Then there was LOVE
Then there was LOVE
Since March of 2020, life hasn’t been the same. We lost loved ones, we were disconnected from our friends and we couldn’t hang out at the places we usually did. I thought that after 2 years since the pandemic started that life would have gone back to normal and I would have the privilege of visiting my grandmother’s farm. I envisioned myself laying on the grass and eating succulent oranges that she’d been keeping for me as the sun’s rays turned me a shade darker- ahh, the beautiful life of dreamers. Maybe we’d be in the kitchen as she told me stories from her youth around a dying fire. Maybe we’d be swatting mosquitoes away as we watched the beautiful orange sun set as the lake reflected its last rays of light. Or maybe, if I got the chance, I’d even be visiting my grandfather, who was now living in Winsted.
Now, I once again find myself in the throes of Covid- this time Omicron- and in total isolation. Any hope I had of visiting her went out the window with the news of how rapidly the new variant was spreading, and at her age I didn’t want to put her at risk of further complications with her health. Sometimes I feel like my grandmother is the only person who truly understands me, and the fact that I couldn’t see her for the second year in a row only made my loneliness more overwhelming.
Days blurred into one as every day I repeated the same pattern of waking up close to noon, binging shows, eating whatever leftovers I had and going back to bed. Every day as I made my midday coffee, all I could think about was my grandmother- how was the weather where she was? I hadn’t brought her anything for a while- was there anything she needed? How does she feel now that I haven’t visited her in nearly two years? I pushed these questions to the back of my mind and focused on using my leave to enjoy myself as much as I could within the confines of my home.
Like everyone else, I welcomed the new year with a sense of hesitant enthusiasm. I felt like it was going to be an unpredictable year; between political drama and the ever-changing pandemic, who could foresee what this year would bring us? The uncertainty was apparent in the weather; January, a usually dry and sunny month, was plagued with clouds and heavy rain. I felt like I hadn’t rested a single day since I took my leave. January was coming to an end faster than I could have imagined and I felt like the world was moving on without me.
With Valentine’s day coming in two weeks, love was in the air. I’d watch stories about people’s plans for February 14th. I’d scroll through posts about one celebrity or another rumored to be getting married or engaged in two weeks’ time. Old tweets about Valentine’s rituals began to resurface- one of the people I followed had publicly proposed to his girlfriend with a band and hundreds of red roses a few years ago. And as such, I scrolled through social media for hours every night in bed, the feeling of disconnect growing with every like I left.

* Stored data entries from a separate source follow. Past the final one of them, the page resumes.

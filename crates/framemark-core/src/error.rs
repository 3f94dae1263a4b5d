//! Error and result types shared by every engine component.

use crate::layers::LayerId;
use crate::shapes::ElementId;
use serde::{Deserialize, Serialize};
use thiserror::Error;

/// History cursor failures.
#[derive(Debug, Clone, PartialEq, Eq, Error)]
pub enum HistoryError {
    #[error("Nothing to undo")]
    NothingToUndo,
    #[error("Nothing to redo")]
    NothingToRedo,
    #[error("History position {0} is out of range")]
    OutOfRange(usize),
    #[error("History entry missing at position {0}")]
    MissingEntry(usize),
    #[error("History is already being applied")]
    Reentrant,
}

/// Errors reported by engine operations.
///
/// These are values, not panics: every failure leaves the document untouched
/// and is surfaced to the host either as an [`OpResult`] or as a feedback event.
#[derive(Debug, Clone, PartialEq, Error)]
pub enum EngineError {
    #[error("Element not found: {0}")]
    ElementNotFound(ElementId),
    #[error("Layer not found: {0}")]
    LayerNotFound(LayerId),
    #[error("Operation requires at least {required} elements, got {found}")]
    NotEnoughElements { required: usize, found: usize },
    #[error("Element needs at least {required} points, got {found}")]
    NotEnoughPoints { required: usize, found: usize },
    #[error("The {0} is too small")]
    DegenerateElement(String),
    #[error("No element is being drawn")]
    NotDrawing,
    #[error("Nothing is selected")]
    NothingSelected,
    #[error("Cannot delete the last layer")]
    LastLayer,
    #[error("Layer limit of {0} reached")]
    LayerLimit(usize),
    #[error("Opacity {0} is outside [0, 1]")]
    InvalidOpacity(f64),
    #[error("Invalid resolution {width}x{height}")]
    InvalidResolution { width: f64, height: f64 },
    #[error("Layer system is disabled")]
    LayersDisabled,
    #[error("Layer {0} is locked")]
    LayerLocked(LayerId),
    #[error("No elements are grouped")]
    NothingGrouped,
    #[error("Clipboard is empty")]
    ClipboardEmpty,
    #[error("Listener limit of {0} reached")]
    TooManyListeners(usize),
    #[error("Media failed to load: {0}")]
    Media(String),
    #[error("Export failed: {0}")]
    Export(String),
    #[error("Invalid document: {0}")]
    Document(String),
    #[error(transparent)]
    History(#[from] HistoryError),
}

/// Result type for engine operations.
pub type EngineResult<T> = Result<T, EngineError>;

/// Outcome of a public engine operation as seen by the host.
#[derive(Debug, Clone, PartialEq, Serialize, Deserialize)]
pub struct OpResult {
    pub success: bool,
    pub message: String,
    #[serde(default)]
    pub affected_elements: Vec<ElementId>,
}

impl OpResult {
    pub fn ok(message: impl Into<String>) -> Self {
        Self {
            success: true,
            message: message.into(),
            affected_elements: Vec::new(),
        }
    }

    pub fn ok_with(message: impl Into<String>, affected_elements: Vec<ElementId>) -> Self {
        Self {
            success: true,
            message: message.into(),
            affected_elements,
        }
    }

    pub fn failed(message: impl Into<String>) -> Self {
        Self {
            success: false,
            message: message.into(),
            affected_elements: Vec::new(),
        }
    }
}

impl From<&EngineError> for OpResult {
    fn from(err: &EngineError) -> Self {
        Self::failed(err.to_string())
    }
}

At work one morning, I overheard some of my colleagues talk about sending gift hampers to their significant others for Valentine’s Day. Gift hampers? An idea began to materialize in my mind. If I couldn’t visit my grandmother, the only person who loved me selflessly and unconditionally, at least there was a way to show her that she was still in my thoughts. I asked my colleague to send me the link for the website they were talking about.
During my lunch break, I pasted the link she had sent me onto my browser; e-mart.co.ke and decided on the gift hamper I wanted to send. With so many choices, I deliberated for a while about what she’d like the most that wouldn’t be exorbitantly priced. As much as I love my grandmother, during my break I had devised my list of new year’s resolutions and at the first agenda was to save more and spend less. And after all the money I had spent over the holiday, it’s not like I had much to spend anyway. Fortunately, it didn’t take long before I had already placed my order and payment was confirmed. That evening, I went home with a sense of elation. Why hadn’t I thought of this earlier?

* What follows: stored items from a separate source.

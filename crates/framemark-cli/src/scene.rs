//! Scene files: a frame size plus a script of engine operations.

use framemark_core::{
    Alignment, Axis, DrawingMode, Element, ElementKind, Engine, OpResult, PointerEvent, SemanticType,
    SerializableColor, ZOrder,
};
use kurbo::{Point, Size};
use serde::Deserialize;

/// An element given by its geometry only.
#[derive(Debug, Clone, Deserialize)]
pub struct SceneElement {
    pub kind: ElementKind,
    pub points: Vec<Point>,
    #[serde(default)]
    pub color: Option<String>,
    #[serde(default)]
    pub semantic_type: SemanticType,
    #[serde(default)]
    pub name: Option<String>,
}

impl SceneElement {
    fn into_element(self) -> Element {
        let mut element = Element::new(self.kind, self.points).with_semantic_type(self.semantic_type);
        element.color = self
            .color
            .as_deref()
            .and_then(SerializableColor::from_hex)
            .unwrap_or_else(SerializableColor::annotation);
        if let Some(name) = self.name {
            element.info.name = name;
        }
        element
    }
}

/// One scripted operation. Arrangement steps act on the current selection.
#[derive(Debug, Clone, Deserialize)]
#[serde(tag = "type", rename_all = "snake_case")]
pub enum SceneStep {
    SetMode { mode: DrawingMode },
    SetSemanticType { semantic_type: SemanticType },
    Pointer { event: PointerEvent },
    Complete,
    Cancel,
    Add { elements: Vec<SceneElement> },
    SelectAll,
    ClearSelection,
    DeleteSelected,
    Duplicate,
    Align { alignment: Alignment },
    Distribute {
        axis: Axis,
        #[serde(default)]
        spacing: Option<f64>,
    },
    Reorder { order: ZOrder },
    Flip { axis: Axis },
    Group,
    Ungroup,
    CreateLayer {
        #[serde(default)]
        name: Option<String>,
    },
    Undo,
    Redo,
    MarkSaved,
}

/// A replayable scene.
#[derive(Debug, Clone, Deserialize)]
pub struct Scene {
    /// Host surface size the pointer events are expressed in.
    pub display: Size,
    /// Media frame size; defaults to the display size.
    #[serde(default)]
    pub native: Option<Size>,
    #[serde(default)]
    pub steps: Vec<SceneStep>,
}

impl Scene {
    pub fn from_json(json: &str) -> Result<Self, serde_json::Error> {
        serde_json::from_str(json)
    }

    /// Run every step. Returns the number of steps that reported failure.
    pub fn replay(self, engine: &mut Engine) -> usize {
        let mut failures = 0;
        for (index, step) in self.steps.into_iter().enumerate() {
            if let Some(result) = apply_step(engine, step) {
                if !result.success {
                    log::warn!("Step {} failed: {}", index, result.message);
                    failures += 1;
                }
            }
        }
        failures
    }
}

fn apply_step(engine: &mut Engine, step: SceneStep) -> Option<OpResult> {
    let selected = engine.selected().to_vec();
    let result = match step {
        SceneStep::SetMode { mode } => engine.set_drawing_mode(mode),
        SceneStep::SetSemanticType { semantic_type } => {
            engine.set_semantic_type(semantic_type);
            return None;
        }
        SceneStep::Pointer { event } => {
            engine.handle_pointer_event(event);
            return None;
        }
        SceneStep::Complete => engine.complete_drawing(),
        SceneStep::Cancel => engine.cancel_drawing(),
        SceneStep::Add { elements } => {
            engine.add_elements(elements.into_iter().map(SceneElement::into_element).collect())
        }
        SceneStep::SelectAll => engine.select_all_elements(),
        SceneStep::ClearSelection => engine.clear_selection(),
        SceneStep::DeleteSelected => engine.delete_selected_elements(),
        SceneStep::Duplicate => engine.duplicate_selected_elements(),
        SceneStep::Align { alignment } => engine.align_elements(&selected, alignment),
        SceneStep::Distribute { axis, spacing } => engine.distribute_elements(&selected, axis, spacing),
        SceneStep::Reorder { order } => engine.reorder_elements(&selected, order),
        SceneStep::Flip { axis } => engine.flip_elements(&selected, axis),
        SceneStep::Group => engine.group_elements(&selected),
        SceneStep::Ungroup => engine.ungroup_elements(&selected),
        SceneStep::CreateLayer { name } => engine.create_layer(name.as_deref()),
        SceneStep::Undo => engine.undo_last(),
        SceneStep::Redo => engine.redo_last(),
        SceneStep::MarkSaved => engine.mark_all_elements_as_saved(),
    };
    Some(result)
}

The next morning, I received a call from my grandmother at work. She’s not one to express much gratitude, but I could tell from the sound of her voice that she was excited by the gifts. Needless to say, the fact that I was slowly making up for my absence in a way that wasn’t putting her health at risk put me in a much better mood than I had been in in weeks.
That evening I decided to put my newfound zest for life into a new recipe. It was Valentine’s Day after all, and I felt like I deserved something special. As I was in the middle of seriously botching the recipe, I heard a knock on my front door. On my way to open it I put on my mask and hoped that the smell of smoke wouldn’t be too obvious to my unexpected guest. I opened the door to reveal a man standing in front of me with a large parcel in his arms. “Good evening, I'm John from E-mart Kenya. I have a delivery for you”, he said with a smile (he was wearing a mask, but I could tell from his eyes that he was smiling). I was confused- what I has ordered from e-mart.co.ke had already been received by my Valentine. I hadn’t ordered anything for myself, and my grandmother had already called to say that she had received her gift. As I was about to tell this gentleman that he must have the wrong house, I felt my phone vibrate in my hand. Opening my notifications, I saw a text that read;
“Hello dearest, I know we haven’t seen each other in years now, but I thought I would send you a little something to remind me that you’re still the apple of my eye. Love, your grandfather.”